Catholics aren’t the only faith community being urged to vote for George W. Bush as an act of group loyalty. Republicans have spent a lot of time telling Jewish Americans they owe the incumbent a vote because of his staunch support for an embattled Israeli government.
This is a Republican pitch that dates back to Richard Nixon’s 1972 re-election campaign, in which Karl Rove cut his teeth. And indeed, Republicans were making some slow progress in reducing Democratic margins among Jews until the administration of Daddy Bush, whose Secretary of State, James Baker, oversaw a Middle East policy that seemed, well, like about what you’d expect from a guy who thought about oil 24-7 (it’s no accident that Baker has been relegated to the role of political fixer by Bush the Younger).
But what the hey, you can’t blame BC04 for giving the political conversion of the Jews the ol’ college try. They are, after all, working uphill against a mistrust of the political Right–and especially of the theocratic political Right–among Jews that was earned over a millenium or so.
Proving once again that nobody even remotely connected with the president’s re-election effort can stay positive for any length of time, the ever-angry conservative columnist Charles Krauthammer today tossed a real screwball into the discussion: John Kerry’s going to sell out Israel!
This is, shall we say, a rather counter-intuitive argument.

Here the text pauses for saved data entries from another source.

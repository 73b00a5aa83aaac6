//! Error types for structural world operations.

use std::error::Error;
use std::fmt;

/// Errors returned by operations that mutate entity structure.
///
/// Most component accessors return `Option` and most mutations on dead
/// entities are silently ignored; only operations where the caller needs to
/// distinguish failure modes (reparenting, primarily) return this.
#[derive(Debug, Clone, Copy, PartialEq, Eq)]
pub enum EcsError {
    /// The entity handle is dead or stale (its slot was recycled).
    InvalidHandle,
    /// The requested parent change would make an entity its own ancestor.
    CycleDetected,
}

impl fmt::Display for EcsError {
    fn fmt(&self, f: &mut fmt::Formatter<'_>) -> fmt::Result {
        match self {
            EcsError::InvalidHandle => write!(f, "entity handle is dead or stale"),
            EcsError::CycleDetected => {
                write!(f, "parent change would create a cycle in the hierarchy")
            }
        }
    }
}

impl Error for EcsError {}
//! The [`System`] trait and the [`Schedule`] that runs systems in order.
//!
//! Scheduling is deliberately simple: systems run single-threaded, in the
//! exact order they were added, once per frame. The engine registers its
//! core pipeline (hierarchy, transform, camera, mesh submission) before any
//! user systems, so user code always sees resolved world transforms from the
//! previous pass.

use super::world::World;

pub trait System {
    /// Stable name used for enable/disable lookups and log lines.
    fn name(&self) -> &'static str;

    /// One-time setup before the first frame, e.g. hook registration.
    fn init(&mut self, _world: &mut World) {}

    /// Per-frame work. `dt` is the previous frame's duration in seconds.
    fn update(&mut self, world: &mut World, dt: f32);
}

/// Wraps a closure as a named system:
///
/// ```ignore
/// schedule.add_system(FnSystem::new("spin", |world, dt| {
///     for entity in world.view::<(Transform, Spinner)>() { /* ... */ }
/// }));
/// ```
pub struct FnSystem<F: FnMut(&mut World, f32)> {
    name: &'static str,
    func: F,
}

impl<F: FnMut(&mut World, f32)> FnSystem<F> {
    pub fn new(name: &'static str, func: F) -> Self {
        Self { name, func }
    }
}

impl<F: FnMut(&mut World, f32)> System for FnSystem<F> {
    fn name(&self) -> &'static str {
        self.name
    }

    fn update(&mut self, world: &mut World, dt: f32) {
        (self.func)(world, dt)
    }
}

struct ScheduleEntry {
    enabled: bool,
    initialized: bool,
    system: Box<dyn System>,
}

/// Ordered list of systems. Insertion order is execution order.
#[derive(Default)]
pub struct Schedule {
    entries: Vec<ScheduleEntry>,
}

impl Schedule {
    pub fn new() -> Self {
        Self {
            entries: Vec::new(),
        }
    }

    pub fn add_system(&mut self, system: impl System + 'static) {
        self.entries.push(ScheduleEntry {
            enabled: true,
            initialized: false,
            system: Box::new(system),
        });
    }

    /// Initializes systems that have not been initialized yet. Idempotent,
    /// and runs for disabled systems too so they can be enabled later
    /// without missing their setup.
    pub fn init(&mut self, world: &mut World) {
        for entry in &mut self.entries {
            if !entry.initialized {
                entry.system.init(world);
                entry.initialized = true;
            }
        }
    }

    /// Runs every enabled system once, in insertion order.
    pub fn run(&mut self, world: &mut World, dt: f32) {
        for entry in &mut self.entries {
            if entry.enabled {
                entry.system.update(world, dt);
            }
        }
    }

    /// Returns false (and logs) when no system has that name.
    pub fn set_enabled(&mut self, name: &str, enabled: bool) -> bool {
        for entry in &mut self.entries {
            if entry.system.name() == name {
                entry.enabled = enabled;
                return true;
            }
        }
        log::warn!("set_enabled: no system named `{name}`");
        false
    }

    pub fn is_enabled(&self, name: &str) -> Option<bool> {
        self.entries
            .iter()
            .find(|entry| entry.system.name() == name)
            .map(|entry| entry.enabled)
    }

    pub fn names(&self) -> Vec<&'static str> {
        self.entries.iter().map(|entry| entry.system.name()).collect()
    }

    pub fn len(&self) -> usize {
        self.entries.len()
    }

    pub fn is_empty(&self) -> bool {
        self.entries.is_empty()
    }
}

Kerry, after all, has a twenty-year record in the Senate of unflinching support for Israel; even Zell Miller wouldn’t dare claim otherwise. Two of Kerry’s grandparents were Jewish. His one significant difference of opinion with the incumbent on Israeli-Palestinian issues is that he has promised to become more personally involved.
Krauthammer’s reasoning can be boiled down to this: Kerry wants to make nice with Europeans. Europeans don’t like Israel. Thus, Kerry will “sacrifice Israel” in order to make his Euroweenie buddies feel all warm and cuddly inside. Open and shut case, all right.

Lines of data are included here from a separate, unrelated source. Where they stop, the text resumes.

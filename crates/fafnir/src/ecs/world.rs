//! The [`World`]: entity allocator, component stores, resources, and hooks.
//!
//! ## Design
//!
//! - Entities are generational handles ([`Entity`]); dead handles are safe to
//!   hold and every operation on one is a no-op or `None`.
//! - Components live in per-type sparse sets
//!   ([`ComponentStore`](super::component::ComponentStore)), looked up by
//!   `TypeId`. Any `'static + Send + Sync` type is a component, no
//!   registration step.
//! - Resources are world-global singletons keyed by type, used for shared
//!   state like input, time, and the frame draw list.
//! - Component hooks (`on_insert` / `on_remove`) let subsystems keep derived
//!   state consistent no matter which code path touched the component. The
//!   hierarchy maintains its child lists this way.
//!
//! Iteration goes through [`World::view`], which returns a snapshot
//! `Vec<Entity>`. The snapshot stays valid while you mutate the world
//! mid-loop; entities despawned after the snapshot was taken simply return
//! `None` from accessors.

use std::any::{Any, TypeId};
use std::collections::{HashMap, HashSet};

use super::component::ComponentStore;
use super::entity::{Entity, EntityAllocator};
use super::hierarchy::Children;
use super::view::ComponentSet;

/// Display name for an entity, shown by the editor and searchable with
/// [`World::find_by_name`]. Not required to be unique.
#[derive(Debug, Clone, PartialEq, Eq)]
pub struct Name(pub String);

impl Name {
    pub fn new(name: impl Into<String>) -> Self {
        Self(name.into())
    }
}

/// Free-form grouping label, searchable with [`World::find_by_tag`].
#[derive(Debug, Clone, PartialEq, Eq)]
pub struct Tag(pub String);

impl Tag {
    pub fn new(tag: impl Into<String>) -> Self {
        Self(tag.into())
    }
}

/// Callbacks fired when a component of one type appears or disappears.
///
/// Stored as plain `fn` pointers so they can be copied out of the world
/// before being handed `&mut World`.
#[derive(Default, Clone, Copy)]
struct ComponentHooks {
    on_insert: Option<fn(&mut World, Entity)>,
    on_remove: Option<fn(&mut World, Entity)>,
}

/// A group of components inserted together by [`World::spawn`].
///
/// Implemented for tuples up to eight components. Each element goes through
/// [`World::insert`], so insertion hooks fire per component.
pub trait Bundle {
    fn insert_into(self, world: &mut World, entity: Entity);
}

macro_rules! impl_bundle {
    ($($name:ident),+) => {
        impl<$($name: 'static + Send + Sync),+> Bundle for ($($name,)+) {
            #[allow(non_snake_case)]
            fn insert_into(self, world: &mut World, entity: Entity) {
                let ($($name,)+) = self;
                $(world.insert(entity, $name);)+
            }
        }
    };
}

impl_bundle!(A);
impl_bundle!(A, B);
impl_bundle!(A, B, C);
impl_bundle!(A, B, C, D);
impl_bundle!(A, B, C, D, E);
impl_bundle!(A, B, C, D, E, F);
impl_bundle!(A, B, C, D, E, F, G);
impl_bundle!(A, B, C, D, E, F, G, H);

pub struct World {
    allocator: EntityAllocator,
    stores: HashMap<TypeId, ComponentStore>,
    hooks: HashMap<TypeId, ComponentHooks>,
    resources: HashMap<TypeId, Box<dyn Any + Send + Sync>>,
}

impl World {
    pub fn new() -> Self {
        Self {
            allocator: EntityAllocator::new(),
            stores: HashMap::new(),
            hooks: HashMap::new(),
            resources: HashMap::new(),
        }
    }

    // ── Entities ────────────────────────────────────────────────────────

    /// Creates an entity with no components.
    pub fn spawn_empty(&mut self) -> Entity {
        self.allocator.allocate()
    }

    /// Creates an entity with a bundle of components:
    ///
    /// ```ignore
    /// let e = world.spawn((Transform::from_xyz(0.0, 1.0, 0.0), Name::new("player")));
    /// ```
    pub fn spawn(&mut self, bundle: impl Bundle) -> Entity {
        let entity = self.allocator.allocate();
        bundle.insert_into(self, entity);
        entity
    }

    /// Destroys an entity and all its components. Removal hooks fire while
    /// the components are still attached. Returns false for dead handles.
    pub fn despawn(&mut self, entity: Entity) -> bool {
        if !self.allocator.is_alive(entity) {
            return false;
        }
        let held: Vec<TypeId> = self
            .stores
            .iter()
            .filter(|(_, store)| store.contains(entity))
            .map(|(&type_id, _)| type_id)
            .collect();
        for type_id in &held {
            let hook = self.hooks.get(type_id).and_then(|h| h.on_remove);
            if let Some(hook) = hook {
                hook(self, entity);
            }
        }
        for type_id in &held {
            if let Some(store) = self.stores.get_mut(type_id) {
                store.remove(entity);
            }
        }
        self.allocator.deallocate(entity)
    }

    /// Despawns an entity together with every descendant reachable through
    /// [`Children`] lists. The subtree is collected before anything dies, so
    /// the list mutation done by removal hooks cannot skip nodes. A visited
    /// set bounds the walk even if raw component edits corrupted the links
    /// into a cycle.
    pub fn despawn_recursive(&mut self, entity: Entity) -> bool {
        if !self.allocator.is_alive(entity) {
            return false;
        }
        let mut seen: HashSet<Entity> = HashSet::from([entity]);
        let mut subtree = vec![entity];
        let mut cursor = 0;
        while cursor < subtree.len() {
            let current = subtree[cursor];
            cursor += 1;
            if let Some(children) = self.get::<Children>(current) {
                for &child in &children.0 {
                    if seen.insert(child) {
                        subtree.push(child);
                    }
                }
            }
        }
        for member in subtree {
            self.despawn(member);
        }
        true
    }

    pub fn despawn_all(&mut self) {
        for entity in self.entities() {
            self.despawn(entity);
        }
    }

    pub fn is_alive(&self, entity: Entity) -> bool {
        self.allocator.is_alive(entity)
    }

    pub fn entity_count(&self) -> usize {
        self.allocator.alive_count()
    }

    /// Every live entity, in slot order. Allocates; meant for tooling and
    /// editor panels rather than hot loops.
    pub fn entities(&self) -> Vec<Entity> {
        self.allocator.live_entities()
    }

    // ── Components ──────────────────────────────────────────────────────

    /// Attaches a component, replacing any existing value of the same type.
    /// A replace fires the removal hook for the old value, then the
    /// insertion hook for the new one. Inserting on a dead entity is
    /// ignored.
    pub fn insert<T: 'static + Send + Sync>(&mut self, entity: Entity, value: T) {
        if !self.allocator.is_alive(entity) {
            log::debug!(
                "insert::<{}> on dead entity {entity:?} ignored",
                std::any::type_name::<T>()
            );
            return;
        }
        let type_id = TypeId::of::<T>();
        let replacing = self
            .stores
            .get(&type_id)
            .is_some_and(|store| store.contains(entity));
        if replacing {
            let hook = self.hooks.get(&type_id).and_then(|h| h.on_remove);
            if let Some(hook) = hook {
                hook(self, entity);
            }
        }
        self.stores
            .entry(type_id)
            .or_insert_with(ComponentStore::new::<T>)
            .insert(entity, Box::new(value));
        let hook = self.hooks.get(&type_id).and_then(|h| h.on_insert);
        if let Some(hook) = hook {
            hook(self, entity);
        }
    }

    /// Detaches a component. The removal hook fires while the value is still
    /// attached. Returns whether anything was removed.
    pub fn remove<T: 'static + Send + Sync>(&mut self, entity: Entity) -> bool {
        if !self.allocator.is_alive(entity) {
            return false;
        }
        let type_id = TypeId::of::<T>();
        let present = self
            .stores
            .get(&type_id)
            .is_some_and(|store| store.contains(entity));
        if !present {
            return false;
        }
        let hook = self.hooks.get(&type_id).and_then(|h| h.on_remove);
        if let Some(hook) = hook {
            hook(self, entity);
        }
        self.stores
            .get_mut(&type_id)
            .is_some_and(|store| store.remove(entity).is_some())
    }

    pub fn has<T: 'static + Send + Sync>(&self, entity: Entity) -> bool {
        self.allocator.is_alive(entity)
            && self
                .stores
                .get(&TypeId::of::<T>())
                .is_some_and(|store| store.contains(entity))
    }

    pub fn get<T: 'static + Send + Sync>(&self, entity: Entity) -> Option<&T> {
        if !self.allocator.is_alive(entity) {
            return None;
        }
        self.stores.get(&TypeId::of::<T>())?.get::<T>(entity)
    }

    pub fn get_mut<T: 'static + Send + Sync>(&mut self, entity: Entity) -> Option<&mut T> {
        if !self.allocator.is_alive(entity) {
            return None;
        }
        self.stores.get_mut(&TypeId::of::<T>())?.get_mut::<T>(entity)
    }

    /// Type names of every component attached to `entity`, sorted. Used by
    /// the editor inspector for components it has no dedicated UI for.
    pub fn component_names(&self, entity: Entity) -> Vec<&'static str> {
        if !self.allocator.is_alive(entity) {
            return Vec::new();
        }
        let mut names: Vec<&'static str> = self
            .stores
            .values()
            .filter(|store| store.contains(entity))
            .map(|store| store.type_name())
            .collect();
        names.sort_unstable();
        names
    }

    // ── Views ───────────────────────────────────────────────────────────

    /// Entities that currently hold every component in `S`, as a snapshot.
    ///
    /// The set iterates from the smallest matching store, so a narrow view
    /// over a large world stays cheap. The returned vec does not borrow the
    /// world; despawning or restructuring entities while walking it is fine,
    /// accessors on stale entries just return `None`.
    pub fn view<S: ComponentSet>(&self) -> Vec<Entity> {
        self.view_without::<S, ()>()
    }

    /// Like [`World::view`] but skips entities holding any component in `X`:
    ///
    /// ```ignore
    /// // All transforms that are hierarchy roots.
    /// let roots = world.view_without::<(Transform,), (Parent,)>();
    /// ```
    pub fn view_without<S: ComponentSet, X: ComponentSet>(&self) -> Vec<Entity> {
        let include = S::type_ids();
        if include.is_empty() {
            return Vec::new();
        }
        let mut stores = Vec::with_capacity(include.len());
        for type_id in &include {
            match self.stores.get(type_id) {
                Some(store) => stores.push(store),
                None => return Vec::new(),
            }
        }
        let mut driver = 0;
        for (i, store) in stores.iter().enumerate() {
            if store.len() < stores[driver].len() {
                driver = i;
            }
        }
        let exclude: Vec<&ComponentStore> = X::type_ids()
            .iter()
            .filter_map(|type_id| self.stores.get(type_id))
            .collect();
        stores[driver]
            .entities()
            .iter()
            .copied()
            .filter(|&entity| {
                stores
                    .iter()
                    .enumerate()
                    .all(|(i, store)| i == driver || store.contains(entity))
                    && exclude.iter().all(|store| !store.contains(entity))
            })
            .collect()
    }

    // ── Hooks ───────────────────────────────────────────────────────────

    /// Registers the insertion hook for component type `T`, replacing any
    /// previous one. The hook runs after the value is attached.
    pub fn on_insert<T: 'static + Send + Sync>(&mut self, hook: fn(&mut World, Entity)) {
        self.hooks.entry(TypeId::of::<T>()).or_default().on_insert = Some(hook);
    }

    /// Registers the removal hook for component type `T`. The hook runs
    /// before the value is detached, on remove, replace, and despawn alike.
    pub fn on_remove<T: 'static + Send + Sync>(&mut self, hook: fn(&mut World, Entity)) {
        self.hooks.entry(TypeId::of::<T>()).or_default().on_remove = Some(hook);
    }

    // ── Resources ───────────────────────────────────────────────────────

    pub fn insert_resource<T: 'static + Send + Sync>(&mut self, value: T) {
        self.resources.insert(TypeId::of::<T>(), Box::new(value));
    }

    pub fn get_resource<T: 'static + Send + Sync>(&self) -> Option<&T> {
        self.resources.get(&TypeId::of::<T>())?.downcast_ref()
    }

    pub fn get_resource_mut<T: 'static + Send + Sync>(&mut self) -> Option<&mut T> {
        self.resources.get_mut(&TypeId::of::<T>())?.downcast_mut()
    }

    /// # Panics
    ///
    /// Panics if the resource was never inserted. Use
    /// [`World::get_resource`] when absence is an expected state.
    pub fn resource<T: 'static + Send + Sync>(&self) -> &T {
        self.get_resource().unwrap_or_else(|| {
            panic!(
                "Resource `{}` not found. Did you forget to insert it?",
                std::any::type_name::<T>()
            )
        })
    }

    /// # Panics
    ///
    /// Panics if the resource was never inserted.
    pub fn resource_mut<T: 'static + Send + Sync>(&mut self) -> &mut T {
        self.get_resource_mut().unwrap_or_else(|| {
            panic!(
                "Resource `{}` not found. Did you forget to insert it?",
                std::any::type_name::<T>()
            )
        })
    }

    /// Takes a resource out of the world, handing ownership to the caller.
    /// The render pass uses this to hold the GPU context across a frame
    /// while systems keep `&mut World`.
    pub fn resource_remove<T: 'static + Send + Sync>(&mut self) -> Option<T> {
        self.resources
            .remove(&TypeId::of::<T>())
            .and_then(|boxed| boxed.downcast::<T>().ok())
            .map(|boxed| *boxed)
    }

    pub fn has_resource<T: 'static + Send + Sync>(&self) -> bool {
        self.resources.contains_key(&TypeId::of::<T>())
    }

    // ── Lookup by label ─────────────────────────────────────────────────

    /// First entity whose [`Name`] matches exactly. Order among duplicates
    /// is unspecified.
    pub fn find_by_name(&self, name: &str) -> Option<Entity> {
        let store = self.stores.get(&TypeId::of::<Name>())?;
        store
            .entities()
            .iter()
            .copied()
            .find(|&entity| store.get::<Name>(entity).is_some_and(|n| n.0 == name))
    }

    /// All entities whose [`Tag`] matches exactly.
    pub fn find_by_tag(&self, tag: &str) -> Vec<Entity> {
        let Some(store) = self.stores.get(&TypeId::of::<Tag>()) else {
            return Vec::new();
        };
        store
            .entities()
            .iter()
            .copied()
            .filter(|&entity| store.get::<Tag>(entity).is_some_and(|t| t.0 == tag))
            .collect()
    }
}

impl Default for World {
    fn default() -> Self {
        Self::new()
    }
}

To be fair, Krauthammer isn’t necessarily singling out Kerry for abuse. As his long-time readers know, he pretty much suspects everybody, including most Israelis, of a conscious or subconscious willingness to betray Israel. Perhaps this is just an occupational hazard of being a psychiatrist-turned-pundit. Or maybe it’s an example of the old saying that if you’re a hammer, everything looks like a nail. But Krauthammer’s argument is not exactly bolstered by his bitter tangent blasting Bill Clinton for his willingness to negotiate with Yasir Arafat. I know it’s been a while, but if I remember correctly, Clinton agreed to deal with the blood-stained old kleptocrat precisely because that’s what every Israeli government of the period wanted him to do. And Clinton was, and remains, very popular among Israelis, who haven’t quite bought Krauthammer’s line that the 42d president was working hard to sell them down the river.

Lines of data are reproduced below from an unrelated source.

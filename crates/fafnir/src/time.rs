//! Frame timing.

use std::time::{Duration, Instant};

/// Frame clock resource. Updated by the window loop at the start of each
/// frame, before any system runs.
#[derive(Debug, Clone, Copy)]
pub struct Time {
    startup: Instant,
    last_frame: Instant,
    delta: Duration,
    frame_count: u64,
}

impl Time {
    pub(crate) fn new() -> Self {
        let now = Instant::now();
        Self {
            startup: now,
            last_frame: now,
            delta: Duration::ZERO,
            frame_count: 0,
        }
    }

    pub(crate) fn update(&mut self) {
        let now = Instant::now();
        self.delta = now - self.last_frame;
        self.last_frame = now;
        self.frame_count += 1;
    }

    /// Duration of the previous frame in seconds. Zero on the first frame.
    pub fn delta_secs(&self) -> f32 {
        self.delta.as_secs_f32()
    }

    /// Seconds since the engine started.
    pub fn elapsed_secs(&self) -> f32 {
        self.startup.elapsed().as_secs_f32()
    }

    pub fn frame_count(&self) -> u64 {
        self.frame_count
    }

    /// Instantaneous frames per second, from the previous frame's delta.
    pub fn fps(&self) -> f32 {
        let delta = self.delta_secs();
        if delta > 0.0 { 1.0 / delta } else { 0.0 }
    }
}

#[cfg(test)]
mod tests {
    use super::*;

    #[test]
    fn starts_at_zero() {
        let time = Time::new();
        assert_eq!(time.delta_secs(), 0.0);
        assert_eq!(time.frame_count(), 0);
        assert_eq!(time.fps(), 0.0);
    }

    #[test]
    fn update_advances_the_clock() {
        let mut time = Time::new();
        std::thread::sleep(Duration::from_millis(5));
        time.update();
        assert!(time.delta_secs() > 0.0);
        assert!(time.elapsed_secs() > 0.0);
        assert_eq!(time.frame_count(), 1);
        assert!(time.fps() > 0.0);
        time.update();
        assert_eq!(time.frame_count(), 2);
    }
}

In any event, GOPers would be well advised to stick to the positive case for Bush’s Middle East policies, as part of a positive case for Jewish support. Rabbi Daniel Lapin of the American Alliance of Christians and Jews recently argued (in a piece optimistically entitled American Jews Will Support Bush!) that support for Israel “springs from the heartland of the United States as a reflection of the deep commitment to Judeo-Christian values felt by so many people in the United States. President Bush personifies that commitment which is starting to make so many Jews feel comfortable with his party.” Yes, it’s yet another argument that seeks to identify Bush with qualities properly attributed to the country as a whole–a claim that would be a bit more compelling if he were not a deeply divisive president waging a deeply divisive campaign for re-election. But at least the Rabbi isn’t trying to smear John Kerry–and by implication, every Democrat–for anti-Zionist sentiments so secret that they don’t even exist.